» TRY IT: Your answer is one number: the count of lines below that hold the word "Side".

» MATERIAL FOR THIS EXERCISE:
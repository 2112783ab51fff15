//! Who acts, what they ask for, and what they bring along.

use serde::{Deserialize, Serialize};

use shipline_core::ActorRole;
use shipline_directory::CompanyId;

use crate::documents::DocumentKind;
use crate::stage::Stage;

/// A requested transition.
#[derive(Debug, Clone, PartialEq, Eq, Serialize, Deserialize)]
#[serde(tag = "action", rename_all = "snake_case")]
pub enum Action {
    /// Move along the Stage Table.
    Advance,
    /// Send the case to its review stage with a reason.
    Reject { reason: String },
    /// Same route as `Reject`, phrased as a request for changes.
    RequestModification { notes: String },
    /// Observer-only forced stage change; skips role and document gates.
    AdminOverride { target: Stage, note: String },
}

impl Action {
    pub fn name(&self) -> &'static str {
        match self {
            Action::Advance => "advance",
            Action::Reject { .. } => "reject",
            Action::RequestModification { .. } => "request_modification",
            Action::AdminOverride { .. } => "admin_override",
        }
    }

    pub fn decision(&self) -> Decision {
        match self {
            Action::Advance => Decision::Approve,
            Action::Reject { .. } => Decision::Reject,
            Action::RequestModification { .. } => Decision::RequestModification,
            Action::AdminOverride { .. } => Decision::Force,
        }
    }
}

/// The decision recorded on an audit entry.
#[derive(Debug, Clone, Copy, PartialEq, Eq, Hash, Serialize, Deserialize)]
#[serde(rename_all = "kebab-case")]
pub enum Decision {
    Approve,
    Reject,
    RequestModification,
    Force,
    /// Side-channel: slot bound.
    Assign,
    /// Side-channel: slot rebound.
    Reassign,
}

impl Decision {
    /// Does an entry with this decision move the case's stage and version?
    pub fn is_transition(&self) -> bool {
        !matches!(self, Decision::Assign | Decision::Reassign)
    }

    pub fn as_str(&self) -> &'static str {
        match self {
            Decision::Approve => "approve",
            Decision::Reject => "reject",
            Decision::RequestModification => "request-modification",
            Decision::Force => "force",
            Decision::Assign => "assign",
            Decision::Reassign => "reassign",
        }
    }
}

impl core::fmt::Display for Decision {
    fn fmt(&self, f: &mut core::fmt::Formatter<'_>) -> core::fmt::Result {
        f.write_str(self.as_str())
    }
}

/// The acting principal as the case rules see it.
#[derive(Debug, Clone, Copy, PartialEq, Eq, Serialize, Deserialize)]
pub struct Actor {
    pub role: ActorRole,
    /// Company the principal works for, if the credentials say so.
    #[serde(default, skip_serializing_if = "Option::is_none")]
    pub company_id: Option<CompanyId>,
}

impl Actor {
    pub fn new(role: ActorRole) -> Self {
        Self {
            role,
            company_id: None,
        }
    }

    pub fn for_company(role: ActorRole, company_id: CompanyId) -> Self {
        Self {
            role,
            company_id: Some(company_id),
        }
    }
}

/// A document handed in with a transition.
#[derive(Debug, Clone, PartialEq, Eq, Serialize, Deserialize)]
pub struct NewDocument {
    pub kind: DocumentKind,
    pub reference: String,
}

/// Supporting material for a transition.
#[derive(Debug, Clone, Default, PartialEq, Eq, Serialize, Deserialize)]
pub struct Evidence {
    #[serde(default)]
    pub new_documents: Vec<NewDocument>,
    #[serde(default)]
    pub note: Option<String>,
}

impl Evidence {
    pub fn none() -> Self {
        Self::default()
    }

    pub fn with_document(mut self, kind: DocumentKind, reference: impl Into<String>) -> Self {
        self.new_documents.push(NewDocument {
            kind,
            reference: reference.into(),
        });
        self
    }

    pub fn with_note(mut self, note: impl Into<String>) -> Self {
        self.note = Some(note.into());
        self
    }
}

» ANSWER: 2